Anyone with a better explanation (or complaint about the outrageous literary pretence at a spanish accent), please feel free to contact me.
However, whatever the explanation for their explosion onto the eighties holiday scene, holidaymakers eventually seemed to get wise to the scam – or perhaps the Spanish rug making industry ran out of shagpile, who knows? But like all great “fads”, examples stopped appearing at airports and began popping up at car boot sales and charity shops, along with all the other “classic” souvenirs. Hands up any one over 25 who owned a pair of wooden castanets? Or a plastic flamenco dancer in stiff polyester dress and nylon “lace” mantilla? Or a plastic bull covered in black-flock with a couple of red and yellow pipe cleaners sticking out of its back? Or (god help me), a straw sombrero in migraine-inducing colours and a 4-foot diameter brim decorated with something that looked similar to mothballs?

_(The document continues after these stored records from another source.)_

//! Tests for the podman CLI engine.
//!
//! A shell script standing in for `podman` records its arguments and prints
//! canned JSON, so command construction, decoding and failure mapping can be
//! checked without a real engine.

#![cfg(unix)]

use pdcs::{EngineClient, Error, PodmanCli, PodmanConfig, list_images, list_networks};
use std::os::unix::fs::PermissionsExt;
use std::path::{Path, PathBuf};
use std::time::Duration;
use tempfile::TempDir;
use tokio_util::sync::CancellationToken;

const IMAGES_JSON: &str = r#"[
  {
    "Id": "e3b0c44298fc1c149afbf4c8996fb92427ae41e4649b934ca495991b7852b855",
    "ParentId": "",
    "RepoTags": ["quay.io/podman/stable:v3", "quay.io/podman/stable:latest"],
    "RepoDigests": [],
    "Created": 1634000000,
    "Size": 5610000,
    "SharedSize": 0,
    "VirtualSize": 5610000,
    "Labels": {"maintainer": "ops"},
    "Containers": 0
  },
  {
    "Id": "aaaaaaaaaaaaaaaaaaaaaaaaaaaaaaaaaaaaaaaaaaaaaaaaaaaaaaaaaaaaaaaa",
    "ParentId": "e3b0c44298fc1c149afbf4c8996fb92427ae41e4649b934ca495991b7852b855",
    "RepoTags": null,
    "Created": 1634000100,
    "Size": 1024,
    "Labels": null
  }
]"#;

const NETWORKS_JSON: &str = r#"[
  {"Name": "podman", "CNIVersion": "0.4.0", "Plugins": [{"Network": {"type": "bridge"}}, {"Network": {"type": "portmap"}}], "Labels": null},
  {"Name": "lan", "CNIVersion": "0.4.0", "Plugins": [{"Network": {"type": "macvlan"}}], "Labels": {"env": "prod"}}
]"#;

// =============================================================================
// Stub Engine
// =============================================================================

struct Stub {
    dir: TempDir,
    binary: PathBuf,
}

impl Stub {
    fn new(body: &str) -> Self {
        let dir = TempDir::new().unwrap();
        std::fs::write(dir.path().join("images.json"), IMAGES_JSON).unwrap();
        std::fs::write(dir.path().join("networks.json"), NETWORKS_JSON).unwrap();

        let binary = dir.path().join("podman");
        let script = format!(
            "#!/bin/sh\nDIR=\"$(dirname \"$0\")\"\necho \"$@\" > \"$DIR/args\"\n{}\n",
            body
        );
        std::fs::write(&binary, script).unwrap();
        std::fs::set_permissions(&binary, std::fs::Permissions::from_mode(0o755)).unwrap();

        Self { dir, binary }
    }

    /// Stub that answers like a healthy engine.
    fn healthy() -> Self {
        Self::new(concat!(
            "case \"$*\" in\n",
            "  *\"network ls\"*) cat \"$DIR/networks.json\" ;;\n",
            "  *images*) cat \"$DIR/images.json\" ;;\n",
            "esac"
        ))
    }

    fn client(&self) -> PodmanCli {
        PodmanCli::with_config(PodmanConfig::default().with_binary(&self.binary))
    }

    fn recorded_args(&self) -> String {
        read_trimmed(&self.dir.path().join("args"))
    }
}

fn read_trimmed(path: &Path) -> String {
    std::fs::read_to_string(path).unwrap().trim().to_string()
}

// =============================================================================
// Command Construction
// =============================================================================

#[tokio::test]
async fn test_list_images_command_line() {
    let stub = Stub::healthy();
    let client = stub.client();

    client
        .list_images(true, &CancellationToken::new())
        .await
        .unwrap();
    assert_eq!(stub.recorded_args(), "images --all --format json");

    client
        .list_images(false, &CancellationToken::new())
        .await
        .unwrap();
    assert_eq!(stub.recorded_args(), "images --format json");
}

#[tokio::test]
async fn test_list_networks_command_line() {
    let stub = Stub::healthy();
    stub.client()
        .list_networks(&CancellationToken::new())
        .await
        .unwrap();
    assert_eq!(stub.recorded_args(), "network ls --format json");
}

#[tokio::test]
async fn test_remote_flags_precede_subcommand() {
    let stub = Stub::healthy();
    let client = PodmanCli::with_config(
        PodmanConfig::default()
            .with_binary(&stub.binary)
            .with_url("ssh://core@example.com/run/podman/podman.sock")
            .with_identity("/keys/id"),
    );
    client
        .list_networks(&CancellationToken::new())
        .await
        .unwrap();
    assert_eq!(
        stub.recorded_args(),
        "--url ssh://core@example.com/run/podman/podman.sock --identity /keys/id network ls --format json"
    );
}

// =============================================================================
// Listing Through the CLI
// =============================================================================

#[tokio::test]
async fn test_images_end_to_end() {
    let stub = Stub::healthy();
    let images = list_images(&stub.client(), &CancellationToken::new())
        .await
        .unwrap();

    assert_eq!(images.len(), 3, "two tags plus one untagged image");
    assert_eq!(images[0].repository, "quay.io/podman/stable");
    assert_eq!(images[0].tag, "v3");
    assert_eq!(images[1].tag, "latest");
    assert_eq!(images[0].id, "e3b0c44298fc");
    assert_eq!(images[2].repository, "<none>");
    assert_eq!(images[2].tag, "<none>");
    assert_eq!(images[2].parent_id, "e3b0c44298fc");
}

#[tokio::test]
async fn test_networks_end_to_end() {
    let stub = Stub::healthy();
    let networks = list_networks(&stub.client(), &CancellationToken::new())
        .await
        .unwrap();

    assert_eq!(networks.len(), 2);
    assert_eq!(networks[0].name, "podman");
    assert_eq!(networks[0].driver, "bridge");
    assert_eq!(networks[0].id.len(), 12);
    assert_eq!(networks[1].driver, "macvlan");
    assert_eq!(networks[1].labels, "env=prod");
}

#[tokio::test]
async fn test_empty_output_is_empty_listing() {
    let stub = Stub::new("exit 0");
    let images = list_images(&stub.client(), &CancellationToken::new())
        .await
        .unwrap();
    assert!(images.is_empty());
}

#[tokio::test]
async fn test_null_output_is_empty_listing() {
    let stub = Stub::new("echo null");
    let networks = list_networks(&stub.client(), &CancellationToken::new())
        .await
        .unwrap();
    assert!(networks.is_empty());
}

// =============================================================================
// Failure Mapping
// =============================================================================

#[tokio::test]
async fn test_non_zero_exit_is_command_failed() {
    let stub = Stub::new("echo 'Error: unable to connect to Podman socket' >&2\nexit 125");
    let err = list_images(&stub.client(), &CancellationToken::new())
        .await
        .unwrap_err();

    match err {
        Error::CommandFailed { command, stderr, .. } => {
            assert!(command.contains("images --all --format json"));
            assert_eq!(stderr, "Error: unable to connect to Podman socket");
        }
        other => panic!("expected CommandFailed, got {:?}", other),
    }
}

#[tokio::test]
async fn test_invalid_json_is_serialization_error() {
    let stub = Stub::new("echo '{not json'");
    let err = list_networks(&stub.client(), &CancellationToken::new())
        .await
        .unwrap_err();
    assert!(matches!(err, Error::Serialization(_)));
}

#[tokio::test]
async fn test_slow_engine_times_out() {
    let stub = Stub::new("sleep 5");
    let client = PodmanCli::with_config(
        PodmanConfig::default()
            .with_binary(&stub.binary)
            .with_timeout(Duration::from_millis(200)),
    );
    let err = list_images(&client, &CancellationToken::new())
        .await
        .unwrap_err();
    assert!(matches!(err, Error::Timeout { duration, .. } if duration == Duration::from_millis(200)));
}

#[tokio::test]
async fn test_cancelled_token_aborts() {
    let stub = Stub::new("sleep 5");
    let cancel = CancellationToken::new();
    cancel.cancel();

    let err = list_images(&stub.client(), &cancel).await.unwrap_err();
    assert!(matches!(err, Error::Cancelled(_)));
}

#[tokio::test]
async fn test_cancel_while_running() {
    let stub = Stub::new("sleep 5");
    let client = stub.client();
    let cancel = CancellationToken::new();

    let trigger = cancel.clone();
    tokio::spawn(async move {
        tokio::time::sleep(Duration::from_millis(100)).await;
        trigger.cancel();
    });

    let err = list_networks(&client, &cancel).await.unwrap_err();
    assert!(matches!(err, Error::Cancelled(_)));
}

// =============================================================================
// Output Limit
// =============================================================================

#[tokio::test]
async fn test_oversized_output_rejected() {
    let stub = Stub::new("head -c 4096 /dev/zero");
    let client = PodmanCli::with_config(
        PodmanConfig::default()
            .with_binary(&stub.binary)
            .with_max_output_size(1024),
    );
    let err = list_images(&client, &CancellationToken::new())
        .await
        .unwrap_err();

    match err {
        Error::OutputTooLarge { command, limit } => {
            assert_eq!(limit, 1024);
            assert!(command.contains("images --all --format json"));
        }
        other => panic!("expected OutputTooLarge, got {:?}", other),
    }
}

#[tokio::test]
async fn test_endless_output_stops_at_limit() {
    let stub = Stub::new("exec yes '[]'");
    let client = PodmanCli::with_config(
        PodmanConfig::default()
            .with_binary(&stub.binary)
            .with_max_output_size(1024)
            .with_timeout(Duration::from_secs(10)),
    );
    let err = list_networks(&client, &CancellationToken::new())
        .await
        .unwrap_err();
    assert!(
        matches!(err, Error::OutputTooLarge { limit: 1024, .. }),
        "reading should stop at the limit instead of waiting for the engine, got {:?}",
        err
    );
}

#[tokio::test]
async fn test_output_at_limit_accepted() {
    let stub = Stub::healthy();
    let client = PodmanCli::with_config(
        PodmanConfig::default()
            .with_binary(&stub.binary)
            .with_max_output_size(IMAGES_JSON.len()),
    );
    let images = list_images(&client, &CancellationToken::new())
        .await
        .unwrap();
    assert_eq!(images.len(), 3);
}

#[tokio::test]
async fn test_missing_binary_is_engine_unavailable() {
    let dir = TempDir::new().unwrap();
    let client = PodmanCli::with_config(
        PodmanConfig::default().with_binary(dir.path().join("no-such-podman")),
    );
    let err = list_images(&client, &CancellationToken::new())
        .await
        .unwrap_err();
    assert!(matches!(err, Error::EngineUnavailable { .. }));
}
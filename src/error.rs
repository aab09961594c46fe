//! Error types for engine queries and reference parsing.

use std::time::Duration;

/// Result type alias for listing operations.
pub type Result<T> = std::result::Result<T, Error>;

/// Errors that can occur while querying the engine.
///
/// Listers never construct these themselves: whatever the [`EngineClient`]
/// returns is handed back to the caller untouched.
///
/// [`EngineClient`]: crate::engine::EngineClient
#[derive(Debug, thiserror::Error)]
pub enum Error {
    // =========================================================================
    // Engine Invocation Errors
    // =========================================================================
    /// Engine binary could not be started.
    #[error("engine '{binary}' not available: {reason}")]
    EngineUnavailable { binary: String, reason: String },

    /// Engine command exited unsuccessfully.
    #[error("engine command '{command}' failed ({status}): {stderr}")]
    CommandFailed {
        command: String,
        status: String,
        stderr: String,
    },

    /// Engine produced more output than we are willing to buffer.
    #[error("engine command '{command}' output exceeds {limit} bytes")]
    OutputTooLarge { command: String, limit: usize },

    /// Engine reported an error through its API.
    ///
    /// [`PodmanCli`](crate::PodmanCli) never returns this; it is the variant
    /// for [`EngineClient`](crate::EngineClient) implementations that talk to
    /// an engine API directly and receive an error message back.
    #[error("engine error: {0}")]
    Remote(String),

    // =========================================================================
    // Cancellation / Timeout Errors
    // =========================================================================
    /// Operation timed out.
    #[error("operation timed out after {duration:?}: {operation}")]
    Timeout {
        operation: String,
        duration: Duration,
    },

    /// Operation cancelled by the caller.
    #[error("operation cancelled: {0}")]
    Cancelled(String),

    // =========================================================================
    // Decoding Errors
    // =========================================================================
    /// Engine output could not be decoded.
    #[error("serialization error: {0}")]
    Serialization(String),

    /// Image reference failed to parse.
    ///
    /// Only surfaced by callers using [`Reference::parse`] directly; the
    /// image lister maps parse failures to the `<none>` sentinel.
    ///
    /// [`Reference::parse`]: crate::reference::Reference::parse
    #[error(transparent)]
    Reference(#[from] ReferenceError),

    // =========================================================================
    // I/O Errors
    // =========================================================================
    /// Generic I/O error.
    #[error("I/O error: {0}")]
    Io(#[from] std::io::Error),
}

impl From<serde_json::Error> for Error {
    fn from(e: serde_json::Error) -> Self {
        Self::Serialization(e.to_string())
    }
}

/// Reasons an image reference fails to parse.
#[derive(Debug, Clone, PartialEq, Eq, thiserror::Error)]
pub enum ReferenceError {
    /// Empty input.
    #[error("repository name must have at least one component")]
    Empty,

    /// Name portion longer than [`MAX_NAME_LEN`].
    ///
    /// [`MAX_NAME_LEN`]: crate::constants::MAX_NAME_LEN
    #[error("repository name must not be more than {limit} characters: {reference}")]
    NameTooLong { reference: String, limit: usize },

    /// Input would be valid if it were lowercase.
    #[error("repository name must be lowercase: {0}")]
    ContainsUppercase(String),

    /// Input does not match the reference grammar.
    #[error("invalid reference format: {0}")]
    InvalidFormat(String),

    /// Digest part is malformed.
    #[error("invalid digest format: {0}")]
    InvalidDigest(String),
}
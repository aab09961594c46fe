//! # Network Lister
//!
//! Flattens the engine's network listing into display rows.
//!
//! ## Driver Detection
//!
//! Podman v3 networks are CNI plugin chains with no explicit driver field.
//! The driver is inferred from the chain's plugin types:
//!
//! | Plugin descriptor contains | Reported driver |
//! |----------------------------|-----------------|
//! | `macvlan`                  | `macvlan`       |
//! | anything else              | `bridge`        |
//!
//! Only these two values are representable; other plugin types (ipvlan,
//! host-device, ...) report as `bridge`.
//!
//! ## Labels
//!
//! Labels are flattened to `key=value` pairs joined by `,`, sorted by key
//! so repeated listings print identically.

use crate::constants::{DEFAULT_NETWORK_DRIVER, LIST_SEPARATOR, MACVLAN_NETWORK_DRIVER};
use crate::engine::{EngineClient, NetworkListReport, describe_plugins};
use crate::error::Result;
use crate::image::short_id;
use serde::Serialize;
use std::collections::HashMap;
use tokio_util::sync::CancellationToken;
use tracing::info;

/// One row of a network listing.
#[derive(Debug, Clone, PartialEq, Eq, Serialize)]
pub struct Network {
    /// Network name.
    pub name: String,
    /// Shortened network ID.
    pub id: String,
    /// `bridge` or `macvlan`.
    pub driver: String,
    /// Always empty; per-network interfaces are not reported.
    pub network_interface: String,
    /// Comma-joined `key=value` labels.
    pub labels: String,
}

/// Lists every network known to the engine.
///
/// # Errors
///
/// Whatever [`EngineClient::list_networks`] returns, unchanged.
pub async fn list_networks(
    engine: &(impl EngineClient + ?Sized),
    cancel: &CancellationToken,
) -> Result<Vec<Network>> {
    let reports = engine.list_networks(cancel).await?;

    let networks: Vec<Network> = reports
        .iter()
        .map(|report| network_from_report(engine, report))
        .collect();

    info!("listed {} networks", networks.len());
    Ok(networks)
}

/// Builds the listing row for one engine record.
pub fn network_from_report(
    engine: &(impl EngineClient + ?Sized),
    report: &NetworkListReport,
) -> Network {
    let name = report.name().to_string();
    Network {
        id: short_id(&engine.network_id(&name)),
        driver: detect_driver(&describe_plugins(&report.config)).to_string(),
        network_interface: String::new(),
        labels: report
            .labels
            .as_ref()
            .map(flatten_labels)
            .unwrap_or_default(),
        name,
    }
}

/// Classifies a rendered plugin descriptor.
pub fn detect_driver(plugins: &str) -> &'static str {
    if plugins.contains(MACVLAN_NETWORK_DRIVER) {
        MACVLAN_NETWORK_DRIVER
    } else {
        DEFAULT_NETWORK_DRIVER
    }
}

/// Joins labels as `k1=v1,k2=v2`, sorted by key.
pub fn flatten_labels(labels: &HashMap<String, String>) -> String {
    let mut pairs: Vec<(&String, &String)> = labels.iter().collect();
    pairs.sort();
    pairs
        .into_iter()
        .map(|(k, v)| format!("{}={}", k, v))
        .collect::<Vec<_>>()
        .join(LIST_SEPARATOR)
}
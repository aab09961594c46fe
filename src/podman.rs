//! # Podman CLI Engine
//!
//! Implements [`EngineClient`] by running the `podman` binary with
//! `--format json` and decoding its output. This reaches local and remote
//! engines alike: remote access goes through podman's own `--url`,
//! `--identity` and `--connection` flags, so SSH tunnelling and socket
//! discovery stay podman's business.
//!
//! ## Commands
//!
//! | Operation       | Command                                    |
//! |-----------------|--------------------------------------------|
//! | `list_images`   | `podman images [--all] --format json`      |
//! | `list_networks` | `podman network ls --format json`          |
//!
//! ## Bounds
//!
//! Every command is bounded by [`PodmanConfig::timeout`] (default
//! [`ENGINE_COMMAND_TIMEOUT`]) and by the caller's cancellation token. The
//! child process is killed when either fires. Stdout is read through a
//! [`PodmanConfig::max_output_size`] window (default [`MAX_OUTPUT_SIZE`]):
//! the first byte past it kills the command and fails it, since truncated
//! JSON cannot be decoded.
//!
//! [`ENGINE_COMMAND_TIMEOUT`]: crate::constants::ENGINE_COMMAND_TIMEOUT
//! [`MAX_OUTPUT_SIZE`]: crate::constants::MAX_OUTPUT_SIZE

use crate::constants::{
    DEFAULT_PODMAN_BINARY, ENGINE_COMMAND_TIMEOUT, MAX_OUTPUT_SIZE, MAX_STDERR_IN_ERROR,
};
use crate::engine::{EngineClient, ImageSummary, NetworkListReport};
use crate::error::{Error, Result};
use async_trait::async_trait;
use serde::de::DeserializeOwned;
use std::path::PathBuf;
use std::process::Stdio;
use std::time::Duration;
use tokio::io::AsyncReadExt;
use tokio::process::Command;
use tokio::time::timeout;
use tokio_util::sync::CancellationToken;
use tracing::{debug, warn};

/// Settings for reaching a podman engine.
#[derive(Debug, Clone, PartialEq, Eq)]
pub struct PodmanConfig {
    /// Engine binary, looked up on `PATH` when relative.
    pub binary: PathBuf,
    /// Remote service URL (`unix://...`, `ssh://...`, `tcp://...`).
    pub url: Option<String>,
    /// SSH identity file for remote URLs.
    pub identity: Option<PathBuf>,
    /// Named system connection.
    pub connection: Option<String>,
    /// Per-command timeout.
    pub timeout: Duration,
    /// Largest stdout accepted from one command, in bytes.
    pub max_output_size: usize,
}

impl Default for PodmanConfig {
    fn default() -> Self {
        Self {
            binary: PathBuf::from(DEFAULT_PODMAN_BINARY),
            url: None,
            identity: None,
            connection: None,
            timeout: ENGINE_COMMAND_TIMEOUT,
            max_output_size: MAX_OUTPUT_SIZE,
        }
    }
}

impl PodmanConfig {
    /// Uses a specific engine binary.
    pub fn with_binary(mut self, binary: impl Into<PathBuf>) -> Self {
        self.binary = binary.into();
        self
    }

    /// Talks to a remote service.
    pub fn with_url(mut self, url: impl Into<String>) -> Self {
        self.url = Some(url.into());
        self
    }

    /// Authenticates remote access with this SSH key.
    pub fn with_identity(mut self, identity: impl Into<PathBuf>) -> Self {
        self.identity = Some(identity.into());
        self
    }

    /// Uses a named system connection.
    pub fn with_connection(mut self, connection: impl Into<String>) -> Self {
        self.connection = Some(connection.into());
        self
    }

    /// Overrides the per-command timeout.
    pub fn with_timeout(mut self, timeout: Duration) -> Self {
        self.timeout = timeout;
        self
    }

    /// Overrides the stdout limit.
    pub fn with_max_output_size(mut self, limit: usize) -> Self {
        self.max_output_size = limit;
        self
    }

    /// Global flags placed before the subcommand.
    pub fn global_args(&self) -> Vec<String> {
        let mut args = Vec::new();
        if let Some(connection) = &self.connection {
            args.push("--connection".to_string());
            args.push(connection.clone());
        }
        if let Some(url) = &self.url {
            args.push("--url".to_string());
            args.push(url.clone());
        }
        if let Some(identity) = &self.identity {
            args.push("--identity".to_string());
            args.push(identity.to_string_lossy().into_owned());
        }
        args
    }
}

/// [`EngineClient`] backed by the `podman` command line.
#[derive(Debug, Clone, Default)]
pub struct PodmanCli {
    config: PodmanConfig,
}

impl PodmanCli {
    /// Creates a client with default settings (local `podman` on `PATH`).
    pub fn new() -> Self {
        Self::default()
    }

    /// Creates a client from explicit settings.
    pub fn with_config(config: PodmanConfig) -> Self {
        Self { config }
    }

    /// Returns the active settings.
    pub fn config(&self) -> &PodmanConfig {
        &self.config
    }

    /// Runs a podman subcommand and decodes its JSON array output.
    ///
    /// Empty output and a literal `null` both decode to an empty list;
    /// podman prints either when there is nothing to report.
    async fn run_json<T: DeserializeOwned>(
        &self,
        args: &[&str],
        cancel: &CancellationToken,
    ) -> Result<Vec<T>> {
        let mut all_args = self.config.global_args();
        all_args.extend(args.iter().map(|a| a.to_string()));
        let command = format!("{} {}", self.config.binary.display(), all_args.join(" "));
        debug!("engine command: {}", command);

        let mut cmd = Command::new(&self.config.binary);
        cmd.args(&all_args);
        cmd.stdin(Stdio::null());
        cmd.stdout(Stdio::piped());
        cmd.stderr(Stdio::piped());
        cmd.kill_on_drop(true);

        let mut child = cmd.spawn().map_err(|e| {
            if e.kind() == std::io::ErrorKind::NotFound {
                Error::EngineUnavailable {
                    binary: self.config.binary.display().to_string(),
                    reason: e.to_string(),
                }
            } else {
                Error::Io(e)
            }
        })?;
        let stdout = child.stdout.take();
        let stderr = child.stderr.take();
        let limit = self.config.max_output_size;

        let run = async {
            let read_stdout = async {
                let mut buf = Vec::new();
                if let Some(stdout) = stdout {
                    stdout.take(limit as u64 + 1).read_to_end(&mut buf).await?;
                }
                if buf.len() > limit {
                    return Err(Error::OutputTooLarge {
                        command: command.clone(),
                        limit,
                    });
                }
                Ok::<_, Error>(buf)
            };
            let read_stderr = async {
                let mut buf = Vec::new();
                if let Some(stderr) = stderr {
                    stderr.take(limit as u64).read_to_end(&mut buf).await?;
                }
                Ok::<_, Error>(buf)
            };
            let (stdout, stderr) = tokio::try_join!(read_stdout, read_stderr)?;
            let status = child.wait().await?;
            Ok::<_, Error>((status, stdout, stderr))
        };

        // Returning early drops `child`, which kills the process.
        let (status, stdout, stderr) = tokio::select! {
            biased;
            _ = cancel.cancelled() => {
                return Err(Error::Cancelled(command.clone()));
            }
            result = timeout(self.config.timeout, run) => {
                result.map_err(|_| Error::Timeout {
                    operation: command.clone(),
                    duration: self.config.timeout,
                })??
            }
        };

        if !status.success() {
            let stderr: String = String::from_utf8_lossy(&stderr)
                .trim()
                .chars()
                .take(MAX_STDERR_IN_ERROR)
                .collect();
            warn!("engine command failed: {} ({})", command, status);
            return Err(Error::CommandFailed {
                command,
                status: status.to_string(),
                stderr,
            });
        }

        decode_list(&stdout)
    }
}

/// Decodes a JSON array, treating empty output and `null` as no entries.
pub(crate) fn decode_list<T: DeserializeOwned>(stdout: &[u8]) -> Result<Vec<T>> {
    if stdout.iter().all(u8::is_ascii_whitespace) {
        return Ok(Vec::new());
    }
    let list: Option<Vec<T>> = serde_json::from_slice(stdout)?;
    Ok(list.unwrap_or_default())
}

#[async_trait]
impl EngineClient for PodmanCli {
    async fn list_images(
        &self,
        include_all: bool,
        cancel: &CancellationToken,
    ) -> Result<Vec<ImageSummary>> {
        let mut args = vec!["images"];
        if include_all {
            args.push("--all");
        }
        args.extend(["--format", "json"]);
        self.run_json(&args, cancel).await
    }

    async fn list_networks(&self, cancel: &CancellationToken) -> Result<Vec<NetworkListReport>> {
        self.run_json(&["network", "ls", "--format", "json"], cancel)
            .await
    }
}
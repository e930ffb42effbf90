use axum::{http::StatusCode, http::Uri, response::Json, routing::post, Extension, Router};
use serde::{Deserialize, Serialize};
use std::sync::Arc;
use utoipa::ToSchema;
use uuid::Uuid;

use api_problem::{Problem, ProblemResponse};

use crate::domain::{DomainError, Service};

#[derive(Debug, Clone, Deserialize, ToSchema)]
#[serde(rename_all = "camelCase")]
pub struct SubmitFeedbackReq {
    pub user_id: Uuid,
    pub rating: i16,
    pub comment: Option<String>,
}

#[derive(Debug, Clone, Serialize, ToSchema)]
pub struct SuccessDto {
    pub success: bool,
}

fn map_domain_error(e: &DomainError, instance: &str) -> ProblemResponse {
    let (status, code, title, detail) = match e {
        DomainError::InvalidRating { .. } => (
            StatusCode::BAD_REQUEST,
            "FEEDBACK_INVALID_RATING",
            "Invalid rating",
            format!("{}", e),
        ),
        DomainError::Database { .. } => {
            tracing::error!(error = ?e, "Database error occurred");
            (
                StatusCode::INTERNAL_SERVER_ERROR,
                "FEEDBACK_INTERNAL",
                "Internal error",
                "An internal database error occurred".to_string(),
            )
        }
    };

    ProblemResponse(
        Problem::new(status, title, detail)
            .with_type(format!("https://errors.memora.app/{}", code))
            .with_code(code)
            .with_instance(instance),
    )
}

/// Record app feedback.
#[utoipa::path(
    post,
    path = "/submit-feedback",
    tag = "feedback",
    request_body = SubmitFeedbackReq,
    responses(
        (status = 200, description = "Feedback recorded", body = SuccessDto),
        (status = 400, description = "Rating out of range")
    )
)]
pub async fn submit_feedback(
    uri: Uri,
    Extension(svc): Extension<Arc<Service>>,
    Json(req): Json<SubmitFeedbackReq>,
) -> Result<Json<SuccessDto>, ProblemResponse> {
    match svc.submit(req.user_id, req.rating, req.comment).await {
        Ok(()) => Ok(Json(SuccessDto { success: true })),
        Err(e) => Err(map_domain_error(&e, uri.path())),
    }
}

pub fn router(service: Arc<Service>) -> Router {
    Router::new()
        .route("/submit-feedback", post(submit_feedback))
        .layer(Extension(service))
}
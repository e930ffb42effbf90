use async_trait::async_trait;

/// Object storage port for avatar blobs.
#[async_trait]
pub trait ObjectStore: Send + Sync {
    async fn put_object(
        &self,
        key: &str,
        content_type: &str,
        bytes: Vec<u8>,
    ) -> anyhow::Result<()>;

    /// Create a time-limited signed URL for an existing object.
    async fn signed_url(&self, key: &str, ttl_secs: u64) -> anyhow::Result<String>;
}
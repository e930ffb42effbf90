use axum::response::{Html, Json};
use serde_json::{json, Value};

pub async fn health_check() -> Json<Value> {
    Json(json!({
        "status": "healthy",
        "timestamp": chrono::Utc::now().to_rfc3339()
    }))
}

pub async fn serve_docs() -> Html<&'static str> {
    Html(
        r#"<!DOCTYPE html>
<html>
<head>
  <meta charset="utf-8"/>
  <title>Memora API Docs</title>
  <script src="https://unpkg.com/@stoplight/elements@latest/web-components.min.js"></script>
  <link rel="stylesheet" href="https://unpkg.com/@stoplight/elements@latest/styles.min.css">
</head>
<body>
  <elements-api apiDescriptionUrl="/openapi.json" router="hash" layout="sidebar"></elements-api>
</body>
</html>"#,
    )
}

Maybe, like our newly discovered interest in quality food and drink, the British taste for souvenirs have, as a result of cheaper and more accessible travel and the growing trend for “DIY designer decoration” stepped up a few notches. But I will always harbour a soft spot for the plastic donkeys. And maybe in a few years time they’ll turn up on “Bargain Hunt” and David Dickenson will crumple up his perma-tanned face, turn to the audience and cackle, “I don’t know about you folks, but I think we have a right bobby dazzler here!”